In the cases of Palestine and Israel, however, notions of transitional justice remain highly contested. There is evidence that “Reconciliation” is the prerequisite for a new stable order in the Middle East, Europe’s close neighbour. There, political, ethnic and religious conflicts of the last decades have shaken the political order and social structure in a way that makes reconciliation an essential part of returning to a prosperous political and human coexistence.

The mission of the European Wasatia Graduate School for Peace and Conflict Resolution is to use academic research to complement peace processes, by means of research, education, and providing excursions and summer schools. The results of the research will be published in the Monograph Series „Reconciliation and Conflict Resolution“ (ReCo), Darmstadt: Wissenschaftliche Buchgesellschaft (wbg). The series also disseminates reconciliation-oriented research on other pressing conflict areas around the globe.

Die Autor*innen:

Dr. Zeina Barakat is a sociologist. She is a research associate at the trilateral European Wasatia Graduate school for Peace and Conflict Resolution of the Europa University Flensburg.

Prof. Dr. Dr. Wolfgang Huber is a lutheran theologian. He taught at several German universities and was Bishop of the Church of Berlin-Brandenburg and Chairman of the Council of Protestant Churches in Germany.

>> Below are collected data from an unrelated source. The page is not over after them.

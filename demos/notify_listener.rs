//! Standalone notification listener.
//!
//! Starts the listener and prints every accepted notification, which is
//! handy when pairing the companion phone app.
//!
//! Usage:
//!   cargo run --example notify_listener -- --port 5005 --secret s3cret

use clap::Parser;
use depotguard::{ui_channel, NotificationConfig, NotificationKind, NotificationServer, SystemClock};
use std::sync::Arc;
use tracing::{info, Level};
use tracing_subscriber::FmtSubscriber;

#[derive(Parser, Debug)]
#[command(name = "notify-listener")]
#[command(about = "Receive bank notifications relayed by the phone app")]
struct Args {
    /// Interface to bind
    #[arg(long, default_value = "0.0.0.0")]
    host: String,

    /// Port to listen on
    #[arg(short, long, default_value = "5005")]
    port: u16,

    /// Request path
    #[arg(long, default_value = "/")]
    path: String,

    /// Shared secret expected as a bearer token
    #[arg(short, long)]
    secret: Option<String>,

    /// Accept notifications from any app, not only banks
    #[arg(long)]
    any_package: bool,

    /// Enable verbose debug logging
    #[arg(short, long)]
    verbose: bool,
}

fn main() -> Result<(), depotguard::DepotGuardError> {
    let args = Args::parse();
    let log_level = if args.verbose { Level::DEBUG } else { Level::INFO };
    FmtSubscriber::builder()
        .with_max_level(log_level)
        .with_target(false)
        .compact()
        .init();

    let mut config = NotificationConfig {
        host: args.host,
        port: args.port,
        path: args.path,
        shared_secret: args.secret,
        ..Default::default()
    };
    if args.any_package {
        config.package_allowlist.clear();
    }

    let server = NotificationServer::new(config, Arc::new(SystemClock))?;
    let (sender, mut receiver) = ui_channel(256);
    server.register_handler(sender);
    let addr = server.start()?;
    info!(addr = %addr, "Waiting for notifications (Ctrl-C to quit)");

    while let Some(notification) = receiver.blocking_recv() {
        match notification.kind {
            NotificationKind::Ping => println!("[{}] ping from {}", notification.received_at, notification.source),
            NotificationKind::Message => println!(
                "[{}] {} {}: {}",
                notification.received_at,
                notification.source,
                notification.package.as_deref().unwrap_or("-"),
                notification.content
            ),
        }
    }
    Ok(())
}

Prof. Dr. Udo Steinbach is an oriental scholar. He was the director of the German Orient Institute in Hamburg, and is now the director of the MENA Study Centre at the Maecenata Foundation.

Prof. Dr. Ralf Karolus Wuestenberg is a lutheran theologian and teaches at the Europa University in Flensburg, Germany. He is the director of the trilateral European Wasatia Graduate school for Peace and Conflict Resolution.